Martha and Thomas Peter acquire Tudor Place
In 1805 Martha and Thomas Peter purchased Tudor Place. The Peters then asked their friend and self-taught architect, Dr. William Thornton (1759-1828), to design a home for the property overlooking the Potomac and the port of Georgetown. In addition to owning Tudor Place, they owned a large agricultural estate of more than 500 acres called Oakland that was located near Seneca, Maryland and a small farm in Northeast D.C. known as Effingham.
Martha and Thomas Peter had ten children. Born at Tudor Place on January 28, 1815, Britannia was the youngest of the ten children arriving just five months after the British attacked Washington in August 1814, she was given the middle name Wellington at her christening. Unlike her sisters who were educated in Philadelphia, Britannia was schooled locally in Georgetown spending four years at the Young Ladies Academy at Georgetown’s Visitation Convent, now Georgetown Visitation Preparatory School.

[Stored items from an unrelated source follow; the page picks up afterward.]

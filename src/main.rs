use std::net::SocketAddr;
use std::path::PathBuf;
use std::process::ExitCode;

use clap::Parser;
use log::{error, LevelFilter};
use simple_logger::SimpleLogger;

use torch::config::Parameters;
use torch::driver::Torch;
use torch::message::channel::NullCommunicator;
use torch::message::comm::Communicator;
use torch::message::tcp::TcpCommunicator;

#[derive(Debug, Parser)]
#[clap(version, about = "Radiation hydrodynamics of ionised hydrogen on a Cartesian grid")]
struct Opts {
    /// Parameters file (TOML)
    parameters: PathBuf,

    /// Rank of this process within the group
    #[clap(long, default_value = "0")]
    rank: usize,

    /// Listen addresses of every rank, in rank order; more than one address
    /// switches on the TCP communicator
    #[clap(long)]
    peer: Vec<SocketAddr>,

    #[clap(short, long)]
    verbose: bool,
}

fn main() -> ExitCode {
    let opts = Opts::parse();
    init_logging(opts.verbose);

    match run(&opts) {
        Ok(()) => ExitCode::SUCCESS,
        Err(e) => {
            error!("{}", e);
            ExitCode::FAILURE
        }
    }
}

fn run(opts: &Opts) -> Result<(), Box<dyn std::error::Error>> {
    let parameters = Parameters::from_file(&opts.parameters)?;

    let comm: Box<dyn Communicator> = if opts.peer.len() > 1 {
        Box::new(TcpCommunicator::new(opts.rank, opts.peer.clone()))
    } else {
        Box::new(NullCommunicator)
    };

    let mut torch = Torch::initialise(&parameters, comm, None)?;
    torch.run()?;
    Ok(())
}

fn init_logging(verbose: bool) {
    let level = if verbose { LevelFilter::Debug } else { LevelFilter::Info };
    SimpleLogger::new().with_level(level).init().unwrap();
}
use std::io::prelude::*;
use std::net::{SocketAddr, TcpListener, TcpStream};
use std::thread;

use crossbeam_channel::{unbounded, Sender};

use super::comm::{Communicator, Envelope, Mailbox};

/// A `Communicator` for a group of processes connected over TCP. Each peer
/// binds a listener on its own address; outgoing messages are framed and
/// written by a dedicated sender thread so `send` never blocks on the
/// network. Incoming frames are decoded into envelopes and run through a
/// `Mailbox` so that tag and stream order are restored regardless of the
/// order in which connections are accepted.
pub struct TcpCommunicator {
    rank: usize,
    num_peers: usize,
    listener: TcpListener,
    mailbox: Mailbox,
    send_sink: Option<Sender<(usize, Vec<u8>)>>,
    send_thread: Option<thread::JoinHandle<()>>,
}

impl TcpCommunicator {
    pub fn new(rank: usize, peers: Vec<SocketAddr>) -> Self {
        let listener = TcpListener::bind(peers[rank]).unwrap();
        let num_peers = peers.len();
        let (send_sink, send_source) = unbounded::<(usize, Vec<u8>)>();
        let send_thread = thread::spawn(move || {
            for (peer, frame) in send_source {
                let mut stream = connect_with_retry(peers[peer]);
                stream.write_all(&frame.len().to_le_bytes()).unwrap();
                stream.write_all(&frame).unwrap();
            }
        });
        Self {
            rank,
            num_peers,
            listener,
            mailbox: Mailbox::new(),
            send_sink: Some(send_sink),
            send_thread: Some(send_thread),
        }
    }

    fn pull(&self) -> Envelope {
        let (mut stream, _) = self.listener.accept().unwrap();
        let frame = read_frame(&mut stream);
        rmp_serde::from_slice(&frame).expect("malformed message frame")
    }

    fn recv_matching(&self, peer: Option<usize>, tag: u32) -> Vec<u8> {
        loop {
            if let Some(data) = self.mailbox.pop_ready(peer, tag) {
                return data;
            }
            let envelope = self.pull();
            self.mailbox.push(envelope);
        }
    }
}

/// Read one length-prefixed envelope frame off an accepted connection. The
/// sender wrote the payload size as a little-endian word ahead of the
/// MessagePack bytes; short reads are drained until the frame is whole.
fn read_frame<R: Read>(stream: &mut R) -> Vec<u8> {
    let mut header = [0; std::mem::size_of::<usize>()];
    read_exact_loop(stream, &mut header);
    let mut frame = vec![0; usize::from_le_bytes(header)];
    read_exact_loop(stream, &mut frame);
    frame
}

fn read_exact_loop<R: Read>(stream: &mut R, buffer: &mut [u8]) {
    let mut cursor = 0;
    while cursor < buffer.len() {
        cursor += stream.read(&mut buffer[cursor..]).unwrap();
    }
}

/// The peer's listener may come up later than ours; retry briefly rather
/// than failing the whole group on start-up skew.
fn connect_with_retry(addr: SocketAddr) -> TcpStream {
    let mut delay_ms = 1;
    loop {
        match TcpStream::connect(addr) {
            Ok(stream) => return stream,
            Err(error) => {
                if delay_ms > 4000 {
                    panic!("could not connect to peer {}: {}", addr, error);
                }
                thread::sleep(std::time::Duration::from_millis(delay_ms));
                delay_ms *= 2;
            }
        }
    }
}

impl Communicator for TcpCommunicator {
    fn rank(&self) -> usize {
        self.rank
    }

    fn size(&self) -> usize {
        self.num_peers
    }

    fn send(&self, peer: usize, tag: u32, message: Vec<u8>) {
        let envelope = self.mailbox.stamp(self.rank, peer, tag, message);
        let frame = rmp_serde::to_vec(&envelope).expect("failed to serialize message");
        self.send_sink.as_ref().unwrap().send((peer, frame)).unwrap()
    }

    fn recv(&self, tag: u32) -> Vec<u8> {
        self.recv_matching(None, tag)
    }

    fn recv_from(&self, peer: usize, tag: u32) -> Vec<u8> {
        self.recv_matching(Some(peer), tag)
    }
}

impl Drop for TcpCommunicator {
    fn drop(&mut self) {
        self.send_sink.take().unwrap();
        self.send_thread.take().unwrap().join().unwrap();
    }
}
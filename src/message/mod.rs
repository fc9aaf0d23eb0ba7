//! This module exports a minimal message-passing API, which is encapsulated
//! by a `Communicator` trait. Implementors only need to write `send` and
//! `recv` operations for a given transport layer (a pure-Rust TCP transport
//! and an in-process channel transport are included). The trait then provides
//! default implementations for broadcast, reduce, reduce-all, and barrier
//! operations.
//!

pub mod channel;
pub mod comm;
pub mod tcp;
use torch::config::Parameters;
use torch::driver::Torch;
use torch::grid::uid;
use torch::message::channel::NullCommunicator;

const HYDROGEN_MASS: f64 = 1.6735575e-24;
const GAS_CONSTANT: f64 = 8.254398e7;

/// An R-type ionisation front from a 1e49 photons/s star in uniform
/// hydrogen at 100 cm^-3. After ten kiloyears (several recombination
/// times) the front must sit at the Stroemgren radius
/// R_s = (3 S / (4 pi alpha_B n^2))^(1/3), with hydrodynamic expansion
/// still negligible.
#[test]
fn front_reaches_the_stroemgren_radius() {
    let n_h = 100.0;
    let photon_rate = 1.0e49;
    let alpha_b = 2.59e-13;
    let r_stroemgren = (3.0 * photon_rate
        / (4.0 * std::f64::consts::PI * alpha_b * n_h * n_h))
        .powf(1.0 / 3.0);

    let mut p = Parameters::default();
    p.nd = 1;
    p.ncells = [100, 1, 1];
    p.side_length = 1.25e19;
    p.tmax = 10.0e3 * 3.156e7;
    p.dt_max = 1.0e10;
    p.radiation_on = true;
    p.star_on = true;
    p.star_position = [0.0, 0.0, 0.0];
    p.photon_rate = photon_rate;
    p.dfloor = 1.0e-28;
    p.pfloor = 1.0e-18;

    let density = n_h * HYDROGEN_MASS;
    let pressure = density * GAS_CONSTANT * 100.0;
    let setup = move |_xc: [f64; 3], _star: [f64; 3]| -> [f64; 9] {
        [density, pressure, 0.0, 0.0, 0.0, 0.0, 0.0, 0.0, 0.0]
    };

    let mut torch = Torch::initialise(&p, Box::new(NullCommunicator), Some(&setup))
        .expect("initialise failed");

    let mut guard = 0;
    while torch.current_time() < p.tmax - 1.0 {
        let dt = torch
            .full_step(p.tmax - torch.current_time())
            .expect("step failed");
        torch.fluid.grid.current_time += dt;
        guard += 1;
        assert!(guard < 200_000, "run did not finish");
    }

    let grid = &torch.fluid.grid;
    let mut front: f64 = 0.0;
    for &id in grid.ordered("GridCells") {
        let cell = grid.cell(id);
        if cell.q[uid::HII] > 0.5 {
            front = front.max(cell.xc[0] * grid.dx[0]);
        }
    }

    assert!(front > 0.0, "no ionised cells at all");
    let error = (front - r_stroemgren).abs() / r_stroemgren;
    assert!(
        error < 0.05,
        "front at {:.3e} cm, Stroemgren radius {:.3e} cm ({}% off)",
        front,
        r_stroemgren,
        (100.0 * error).round()
    );
}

Martha Eliza Eleanor Peter (1796–1800)
Thomas and Martha’s eldest daughter died at only four years old. President Washington was strongly attached to the little girl who used to walk with him up and down the covered portico of Mount Vernon. This information was recounted by her mother Martha Custis Peter many years later. After her death in August 1800, she was buried in the Old Tomb at Mount Vernon and her casket was placed atop Washington’s casket. In 1832, her remains along with those of everyone interred in the vault of the Old Tomb were transferred to the New Tomb at Mount Vernon.
Columbia Washington Peter (1797–1820)
Thomas and Martha Peter named Columbia after the city and District of Columbia according to her aunt and godmother, Eleanor “Nelly” Custis Lewis. Columbia was educated at Madame Rivardi’s School for Girls in Philadelphia and later died at age 23 from a “bilious colic” during a visit to Woodlawn, her aunt’s Virginia estate. Columbia was originally buried in a family cemetery on the Peter’s Effingham property but was later moved to the family cemetery in Montgomery County, Maryland in the 1840s.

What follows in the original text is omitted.